Stem Cells International

Stem Cells International / 2016 / Article

Review Article | Open Access

Volume 2016 |Article ID 3152173 | https://doi.org/10.1155/2016/3152173

Na Li, Qiaoyan Shen, Jinlian Hua, "Epigenetic Remodeling in Male Germline Development", Stem Cells International, vol. 2016, Article ID 3152173, 8 pages, 2016. https://doi.org/10.1155/2016/3152173

Epigenetic Remodeling in Male Germline Development

Academic Editor: Gary E. Lyons
Received27 May 2016
Accepted26 Sep 2016
Published13 Oct 2016

Abstract

In mammals, germ cells guarantee the inheritance of genetic and epigenetic information across generations and are the origin of a new organism. During embryo development, the blastocyst is formed in the early stage, is comprised of an inner cell mass which is pluripotent, and could give rise to the embryonic stem cells (ESCs). The inner cell mass undergoes demethylation processes and will reestablish a methylated state that is similar to that of somatic cells later in epiblast stage. Primordial germ cells (PGCs) will be formed very soon and accompanied by the process of genome-wide demethylation. With the input of male sex determination genes, spermatogonial stem cells (SSCs) are generated and undergo the process of spermatogenesis. Spermatogenesis is a delicately regulated process in which various regulations are launched to guarantee normal mitosis and meiosis in SSCs. During all these processes, especially during spermatid development, DNA methylation profile and histone modifications are of crucial importance. In this review, we will discuss the epigenetic modifications from zygote formation to mature sperm generation and their significance to these development processes.

1. Introduction

Epigenetic modifications change dynamically during the process of germ cell development. In zygotes before the first round of mitotic division, genomes of both maternal and paternal source undergo robust active and passive demethylation [1]. Thereafter, during mitosis, the methylation patterns continue to change, from the preimplantation embryo ultimately to blastocyst composed of trophoblast and inner cell mass cells. The inner cell mass, which is the derivative source of embryonic stem cells, lies inside the blastocyst at embryonic day 3.5 (E3.5) in mice. Before implantation, this time point exhibits the lowest methylation level [2]. Thereafter, during the process of embryonic development, the epiblast shows global remethylation rapidly at E5.5. At E5.5, the activities of DNA methyltransferases DNMT3a and DNMT3b are active, contributing to rapid genome-wide DNA methylation.
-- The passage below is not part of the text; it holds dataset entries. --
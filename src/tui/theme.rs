use std::sync::atomic::{AtomicBool, Ordering};

use ratatui::style::{Color, Modifier, Style};

pub struct Palette {
    pub bg: Color,
    pub surface: Color,
    pub border: Color,
    pub text: Color,
    pub text_dim: Color,
    pub gold: Color,
    pub green: Color,
    pub amber: Color,
    pub red: Color,
    pub highlight: Color,
}

pub const DARK: Palette = Palette {
    bg: Color::Rgb(18, 16, 14),
    surface: Color::Rgb(28, 25, 20),
    border: Color::Rgb(55, 48, 36),
    text: Color::Rgb(230, 218, 196),
    text_dim: Color::Rgb(130, 118, 96),
    gold: Color::Rgb(196, 160, 68),
    green: Color::Rgb(92, 148, 92),
    amber: Color::Rgb(210, 138, 60),
    red: Color::Rgb(180, 82, 62),
    highlight: Color::Rgb(70, 62, 48),
};

pub const LIGHT: Palette = Palette {
    bg: Color::Rgb(250, 246, 238),
    surface: Color::Rgb(243, 236, 222),
    border: Color::Rgb(206, 192, 164),
    text: Color::Rgb(48, 40, 28),
    text_dim: Color::Rgb(128, 114, 90),
    gold: Color::Rgb(150, 112, 24),
    green: Color::Rgb(46, 112, 58),
    amber: Color::Rgb(178, 98, 20),
    red: Color::Rgb(168, 52, 40),
    highlight: Color::Rgb(226, 212, 182),
};

static DARK_MODE: AtomicBool = AtomicBool::new(false);

pub fn set_dark_mode(on: bool) {
    DARK_MODE.store(on, Ordering::Relaxed);
}

pub fn palette() -> &'static Palette {
    if DARK_MODE.load(Ordering::Relaxed) {
        &DARK
    } else {
        &LIGHT
    }
}

pub fn base() -> Style {
    Style::default().fg(palette().text).bg(palette().bg)
}

pub fn dim() -> Style {
    Style::default().fg(palette().text_dim)
}

pub fn gold() -> Style {
    Style::default().fg(palette().gold)
}

pub fn green() -> Style {
    Style::default().fg(palette().green)
}

pub fn amber() -> Style {
    Style::default().fg(palette().amber)
}

pub fn red() -> Style {
    Style::default().fg(palette().red)
}

pub fn bold() -> Style {
    Style::default().fg(palette().text).add_modifier(Modifier::BOLD)
}

pub fn surface() -> Style {
    Style::default().fg(palette().text).bg(palette().surface)
}

pub fn border(focused: bool) -> Style {
    if focused {
        gold()
    } else {
        Style::default().fg(palette().border)
    }
}

/// Cursor cell in grids and lists.
pub fn selected() -> Style {
    Style::default()
        .bg(palette().highlight)
        .add_modifier(Modifier::BOLD)
}
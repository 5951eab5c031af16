use clap::{Parser, Subcommand};

#[derive(Parser, Debug)]
#[command(name = "ramadan", version, author, about = "A terminal companion for the month of Ramadan")]
pub struct Cli {
    #[command(subcommand)]
    pub command: Option<Commands>,
}

#[derive(Subcommand, Debug)]
pub enum Commands {
    /// Hijri date, Ramadan status and today's dua
    Today,
    /// Fasting log
    Fast {
        #[command(subcommand)]
        action: FastCommands,
    },
    /// Quran reading position
    Quran {
        #[command(subcommand)]
        action: QuranCommands,
    },
    /// Today's good deeds challenge
    Deeds {
        #[command(subcommand)]
        action: DeedsCommands,
    },
    /// Dhikr counters
    Dhikr {
        #[command(subcommand)]
        action: DhikrCommands,
    },
    /// Read the adhkar of a category (morning, evening, general)
    Adhkar {
        #[arg(default_value = "morning")]
        category: String,
    },
    /// Show or change preferences
    Settings {
        #[command(subcommand)]
        action: SettingsCommands,
    },
    /// Erase all tracked progress (settings are kept)
    Reset {
        /// Skip the confirmation prompt
        #[arg(long)]
        yes: bool,
    },
}

#[derive(Subcommand, Debug)]
pub enum FastCommands {
    /// Record a day as fasted, missed or exempt
    Mark {
        /// Date as YYYY-MM-DD, or "today"
        date: String,
        /// fasted, missed or exempt
        status: String,
        #[arg(long)]
        notes: Option<String>,
    },
    /// Remove the record for a day
    Clear {
        /// Date as YYYY-MM-DD, or "today"
        date: String,
    },
    /// Every recorded day
    List,
    /// Days still to make up
    Missed,
    /// Calendar grid of this Ramadan
    Calendar,
}

#[derive(Subcommand, Debug)]
pub enum QuranCommands {
    /// Current position and progress
    Show,
    /// Update the position
    Set {
        #[arg(long)]
        juz: Option<u32>,
        #[arg(long)]
        page: Option<u32>,
        #[arg(long)]
        surah: Option<u32>,
        #[arg(long)]
        ayah: Option<u32>,
    },
    /// Advance one page
    Next,
    /// Go back one page
    Prev,
    /// List all surahs
    Surahs,
}

#[derive(Subcommand, Debug)]
pub enum DeedsCommands {
    /// Today's deeds and streak
    List,
    /// Mark a deed done, or undo it
    Toggle {
        /// Deed id as shown by `deeds list`
        id: u32,
    },
}

#[derive(Subcommand, Debug)]
pub enum DhikrCommands {
    /// Today's counters
    List,
    /// Add to a counter
    Count {
        /// Dhikr id as shown by `dhikr list`
        id: u32,
        #[arg(long, default_value = "1")]
        times: u32,
    },
    /// Set every counter back to zero
    Reset,
}

#[derive(Subcommand, Debug)]
pub enum SettingsCommands {
    Show,
    /// Turn a setting on or off
    Set {
        /// dark-mode, notifications or dhikr-reminders
        key: String,
        /// on or off
        value: String,
    },
}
During this period, DNA methylation is targeted to germline genes to a large extent, and loss of suitable methylation would result in activation of specific genes in the embryo [3]. The genome-wide epigenetic states in PGC undergo extensive reprogramming to wipe DNA methylation, thus guaranteeing the two sexes acquire an equivalent epigenetic state [4]. Then, in the male mouse, sex-specific epigenetic patterns are reestablished, beginning before birth (E15.5–18.5) in prospermatogonia and complete remethylation at the termination of meiotic pachytene after birth (D10–19) [5].

In this review, we summarize the current knowledge about the epigenetic modifications during the differentiation process of ESC to epiblast, to PGC, to SSC, and at last to the process of spermatogenesis.

2. Embryonic Stem Cells

Embryonic stem cells (ESCs) are pluripotent stem cells which can self-renew indefinitely [6]. They are able to differentiate into all three germ layers under differentiation stimuli [7, 8]. In the maintaining of pluripotency, regulations from transcriptional factors to epigenetic modifications are both crucial [9].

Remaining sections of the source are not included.